A memory of Joaquin
Hay veces. Algunas veces. Muy pocas veces. Que estás ahí y ellos están allí. Y algo te hace temblar. Soy de esos idiotas que aún creen en esa sensación. Es de luz caída, la sala, como anochecida. Una cueva de penumbra con tímidos reflejos dorados. Así, el escenario concentra todo el brillo. Preside. Y bajo los focos, el bombín colgado, una memoria de Joaquín. Un respeto al maestro, que duerme al otro lado de esta oscuridad, a muchas millas, sin la ocasión de alegrarse por su homenaje. Qué atrevido sumarse a la legión de los que tributan a Sabina, pensé. Y qué atrevido hacerlo de tal forma que a todos los imitadores han dejado en asunto menor. Desde los primeros compases, con Lo niego todo, comprendí que no había venido a un concierto de versiones, sino a un concierto de canciones.
Poco antes, con el escenario aún vacío, el eco de la voz de Pancho Varona recuerda al respetable que al maestro no le excitan los imitadores, sino los que se atreven a sacar a pasear los temas, hasta donde deban llegar, allá donde el respeto al autor se junta con el ingenio ajeno. Y es ahí, en ese inhóspito lugar, donde los chicos de Sabinaria llevaron las canciones de Joaquín, hará unas semanas en el Garufa, en La Coruña.
Supongo que en esta ciudad del mar tenemos muchas voces femeninas, sublimes, la mayoría. Pero luego tenemos la voz. La que arrolla, la que deja huella, la que hace que las canciones desfilen por su camino y no ella por la senda de los temas. Es Julietta Barro, por supuesto. Y como debía ser mi noche de suerte, aquel Sabinaria escondía la primera sorpresa en la voz, en la emoción de poder escuchar las canciones del maestro en la personalidad de Julietta, que las fue haciendo suyas sin arrancárselas a Joaquín del alma, en un equilibrio imposible que solo se explica por la suma del carismas del autor y el de la intérprete.
Yo me había arrastrado hasta el Garufa porque tenía ganas de ver a Óscar Quintáns, mi gran amigo y batería de mis lejanos Elegidos, grupúsculo de borrachera y amor al pop en los años etílicos de la adolescencia tardía, que es la más divertida de todas. Nos gusta juntarnos de tarde en tarde y alzar la memoria de los buenos tiempos, mintiendo, como si los de ahora fueran malos en comparación. Supongo que cada día tiene su afán y cada año que te cae encima su contrapartida melancólica. Pero yo había ido aquella noche también porque me intrigaba cómo plantearían los temas de Sabina.

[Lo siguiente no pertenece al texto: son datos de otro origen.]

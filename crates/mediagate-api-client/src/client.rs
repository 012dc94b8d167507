//! HTTP implementation of `MediaClient` for Cloudinary-compatible upload APIs.

use std::fmt::{Debug, Formatter, Result as FmtResult};
use std::time::Duration;

use async_trait::async_trait;
use mediagate_core::constants::DEFAULT_PROVIDER_API_URL;
use mediagate_core::models::DeletionRequest;
use mediagate_core::{MediaError, MediaResult, ProviderSettings, ResourceKind};
use mediagate_storage::{
    MediaClient, ProviderDestroyResponse, ProviderUploadRequest, ProviderUploadResponse,
};
use reqwest::multipart::{Form, Part};
use reqwest::{Client, StatusCode};
use serde::de::DeserializeOwned;
use serde::Deserialize;
use tokio::io::AsyncReadExt;

use crate::signing::{sign, SIGNATURE_ALGORITHM};
use crate::wire::upload_params;

const REQUEST_TIMEOUT_SECS: u64 = 60;
const ENV_API_URL: &str = "MEDIAGATE_API_URL";

#[derive(Debug, Default, Deserialize)]
struct UploadBody {
    public_id: Option<String>,
    url: Option<String>,
    secure_url: Option<String>,
}

#[derive(Debug, Default, Deserialize)]
struct DestroyBody {
    result: Option<String>,
}

/// Provider client speaking the signed upload/destroy REST API.
#[derive(Clone)]
pub struct CloudinaryClient {
    client: Client,
    base_url: String,
    settings: ProviderSettings,
}

impl Debug for CloudinaryClient {
    fn fmt(&self, f: &mut Formatter<'_>) -> FmtResult {
        f.debug_struct("CloudinaryClient")
            .field("base_url", &self.base_url)
            .field("settings", &self.settings)
            .finish()
    }
}

impl CloudinaryClient {
    /// Create a client. Missing credentials are a configuration error.
    pub fn new(settings: ProviderSettings, base_url: impl Into<String>) -> MediaResult<Self> {
        settings.check()?;

        let client = Client::builder()
            .timeout(Duration::from_secs(REQUEST_TIMEOUT_SECS))
            .build()
            .map_err(|e| {
                MediaError::Configuration(format!("Failed to create HTTP client: {}", e))
            })?;

        let base_url = base_url.into().trim_end_matches('/').to_string();

        tracing::info!(
            cloud_name = %settings.cloud_name,
            base_url = %base_url,
            "Media provider client initialized"
        );

        Ok(Self {
            client,
            base_url,
            settings,
        })
    }

    /// Create client from environment: MEDIAGATE_API_KEY, MEDIAGATE_API_SECRET,
    /// MEDIAGATE_CLOUD_NAME and optionally MEDIAGATE_API_URL.
    pub fn from_env() -> MediaResult<Self> {
        let settings = ProviderSettings::from_env()?;
        let base_url =
            std::env::var(ENV_API_URL).unwrap_or_else(|_| DEFAULT_PROVIDER_API_URL.to_string());
        Self::new(settings, base_url)
    }

    pub fn base_url(&self) -> &str {
        &self.base_url
    }

    /// `{base}/v1_1/{cloud}/{resource_kind}/{action}`
    pub fn endpoint(&self, kind: ResourceKind, action: &str) -> String {
        format!(
            "{}/v1_1/{}/{}/{}",
            self.base_url,
            self.settings.cloud_name,
            kind.as_str(),
            action
        )
    }

    /// Append timestamp, api key and signature to `params`.
    fn signed(&self, mut params: Vec<(&'static str, String)>) -> Vec<(&'static str, String)> {
        params.push(("timestamp", chrono::Utc::now().timestamp().to_string()));
        let signature = sign(&params, &self.settings.api_secret);
        params.push(("api_key", self.settings.api_key.clone()));
        params.push(("signature", signature));
        params.push(("signature_algorithm", SIGNATURE_ALGORITHM.to_string()));
        params
    }
}

#[async_trait]
impl MediaClient for CloudinaryClient {
    async fn upload(
        &self,
        request: ProviderUploadRequest<'_>,
    ) -> MediaResult<Option<ProviderUploadResponse>> {
        let mut data = Vec::new();
        request.stream.read_to_end(&mut data).await?;
        let size_bytes = data.len();

        let params = self.signed(upload_params(
            &request.storage,
            request.transformation.as_ref(),
        ));
        let form = params
            .into_iter()
            .fold(Form::new(), |form, (key, value)| form.text(key, value))
            .part(
                "file",
                Part::bytes(data).file_name(request.original_name.to_string()),
            );

        let url = self.endpoint(request.resource_kind, "upload");
        let response = self
            .client
            .post(&url)
            .multipart(form)
            .send()
            .await
            .map_err(|e| {
                tracing::error!(error = %e, url = %url, size_bytes, "Upload request failed");
                MediaError::transport("Failed to send upload request", e)
            })?;

        let status_code = response.status();
        let text = response
            .text()
            .await
            .map_err(|e| MediaError::transport("Failed to read upload response", e))?;
        let body: UploadBody = parse_body(&text, status_code, "upload");

        tracing::debug!(
            status = status_code.as_u16(),
            public_id = ?body.public_id,
            size_bytes,
            "Upload response received"
        );

        Ok(Some(ProviderUploadResponse {
            status_code,
            public_id: body.public_id,
            url: body.url,
            secure_url: body.secure_url,
        }))
    }

    async fn destroy(
        &self,
        request: DeletionRequest,
    ) -> MediaResult<Option<ProviderDestroyResponse>> {
        let params = self.signed(vec![("public_id", request.public_id.clone())]);

        let url = self.endpoint(request.resource_kind, "destroy");
        let response = self
            .client
            .post(&url)
            .form(&params)
            .send()
            .await
            .map_err(|e| {
                tracing::error!(error = %e, url = %url, "Destroy request failed");
                MediaError::transport("Failed to send destroy request", e)
            })?;

        let status_code = response.status();
        let text = response
            .text()
            .await
            .map_err(|e| MediaError::transport("Failed to read destroy response", e))?;
        let body: DestroyBody = parse_body(&text, status_code, "destroy");

        tracing::debug!(
            status = status_code.as_u16(),
            public_id = %request.public_id,
            result = ?body.result,
            "Destroy response received"
        );

        Ok(Some(ProviderDestroyResponse {
            status_code,
            result: body.result,
        }))
    }

    fn provider_name(&self) -> &'static str {
        "cloudinary"
    }
}

/// Decode a provider JSON body. An unreadable body yields empty fields, which the
/// normalizer treats as a failed call.
fn parse_body<T>(text: &str, status_code: StatusCode, action: &str) -> T
where
    T: DeserializeOwned + Default,
{
    match serde_json::from_str(text) {
        Ok(body) => body,
        Err(e) => {
            tracing::debug!(
                error = %e,
                status = status_code.as_u16(),
                action,
                body_len = text.len(),
                "Unparseable provider response body"
            );
            T::default()
        }
    }
}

Lo que se desperezó temas tras tema no fue una conjunción de felices casualidades, sino una banda extraordinaria, con un repertorio atinado –no es asunto menor, entre los cientos de éxitos de Sabina- y con el lujo de asistir a la actuación sobre un mismo escenario de Óscar, que es puro amor al oficio y cultura musical, y a Julietta.
Allá por la mitad de la actuación, maldije el reloj por haberme traicionado con su histeria arrebatándome la lentitud del disfrute. Hay veces que te quieres quedar a vivir en un concierto. Y si me apuras, en una canción. Pero no era noche de lamentos sino de festejos por las pocas veces que un grupo de músicos, reunidos en torno a un repertorio ajeno, logran transmitir tanta emoción, aupada por supuesto en esos versos y esas historias de perdedores y de canallas, de bohemios y putones, que solo sabe idear Sabina.
Aquello terminó, aunque el público bien habría arrojado las sillas contra el escenario si con eso pudieran sacarle algunos bises más. Pero al final llegó el final, como canta el homenajeado, y se fueron evaporando en el recuerdo las princesas, los abriles, las calles Melancolía, los piratas cojos, y los peces de ciudad. Y tengo para mí que los asistentes, que llenamos la sala hasta el tiempo de descuento, nos fuimos a casa con esa sonrisa idiota de complicidad de quién ha recibido en secreto, en esta esquina de la España de Joaquín, una suerte de conocimiento superior. Fue en el Garufa. Sí. Donde recibimos el despertar de una memoria de Joaquín, pero de un Joaquín que cada día es un poco más eterno y más de todos, gracias también a estos músicos que tratan su repertorio con el cariño que solo sabemos poner en las cosas que realmente apreciamos.